TASK TO CARRY OUT: Each line containing the string "position" should be copied out of the entries.

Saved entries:
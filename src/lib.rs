//! Token Sniper Library
//!
//! Candidate evaluation pipeline (admission, scoring, prioritised dispatch,
//! decisions) and the position lifecycle engine that manages exits.

pub mod cli;
pub mod config;
pub mod error;
pub mod filter;
pub mod pipeline;
pub mod position;
pub mod strategy;
pub mod stream;
pub mod trading;

#[cfg(test)]
pub(crate) mod test_support;

// Re-export commonly used types
pub use config::Config;
pub use error::{Error, Result};
pub use pipeline::{Alert, Collaborators, EntryOutcome, Pipeline, Sniper};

RESPONSE BELOW:
//! decisions) and the position lifecycle engine that manages exits.
pub mod position;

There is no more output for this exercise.